VMAT2 safeguards beta-cells against dopamine cytotoxicity under high-fat diet induced stress

Vesicular monoamine transporter 2 (VMAT2) uptakes cytoplasmic monoamines into vesicles for storage. VMAT2 plays a role in modulating insulin release by regulating dopamine levels in the pancreas, although the exact mechanism remains elusive. We found that VMAT2 expression in beta-cells specifically increases under high blood glucose conditions. The islets isolated from beta-cell specific Vmat2 knock-out (βVmat2KO) mice show elevated insulin secretion levels in response to glucose stimulation.
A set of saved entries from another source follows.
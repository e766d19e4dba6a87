//! Persistence gate: confirmed-anomaly filtering by consecutive streak.
//!
//! Maintains a per-sensor consecutive counter. The counter increments on
//! every anomalous reading and resets to zero on the first normal reading;
//! every reset is logged at DEBUG so operators can confirm the gate is
//! working. A reading is *confirmed* once the streak reaches the configured
//! persistence count — and stays confirmed for every further reading while
//! the streak continues.
//!
//! The counter map is process-local; resetting on restart is intentional
//! (input is replayable).

use std::collections::HashMap;

use tracing::debug;

use crate::config::Settings;
use crate::types::{ConfirmedAnomaly, ScoredReading};

pub struct PersistenceGate {
    persistence_count: u32,
    counts: HashMap<String, u32>,
}

impl PersistenceGate {
    pub fn new(settings: &Settings) -> Self {
        Self {
            persistence_count: settings.persistence_count,
            counts: HashMap::new(),
        }
    }

    /// Apply one scored reading, in event order for its sensor.
    ///
    /// Returns the confirmed anomaly when the streak has reached the gate
    /// threshold, `None` otherwise.
    pub fn observe(&mut self, scored: &ScoredReading) -> Option<ConfirmedAnomaly> {
        let count = self.counts.entry(scored.sensor_id.clone()).or_insert(0);

        if scored.is_anomaly {
            *count += 1;
        } else {
            if *count > 0 {
                debug!(
                    sensor_id = %scored.sensor_id,
                    "consecutive counter reset from {} → 0",
                    *count
                );
            }
            *count = 0;
            return None;
        }

        if *count >= self.persistence_count {
            Some(ConfirmedAnomaly {
                sensor_id: scored.sensor_id.clone(),
                timestamp: scored.timestamp.clone(),
                consecutive_count: *count,
                z_score: scored.z_score,
                value: scored.value,
            })
        } else {
            None
        }
    }

    /// Current streak for a sensor (0 when unseen).
    pub fn count(&self, sensor_id: &str) -> u32 {
        self.counts.get(sensor_id).copied().unwrap_or(0)
    }
}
Under prolonged high-fat diet feedings, the βVmat2KO mice exhibit impaired glucose and insulin tolerance and progressive beta-cell dysfunction. We demonstrate here that VMAT2 uptakes dopamine to protect it from degradation by monoamine oxidase, thereby safeguarding beta-cells from excess reactive oxygen species (ROS) exposure. When under high demand for insulin secretion, the absence of VMAT2 leads to elevated ROS in beta-cells, which accelerates beta-cell dedifferentiation and beta-cell loss. Therefore, VMAT2 controls the amount of dopamine in beta-cells thereby protecting pancreatic beta-cells from excessive oxidative stress.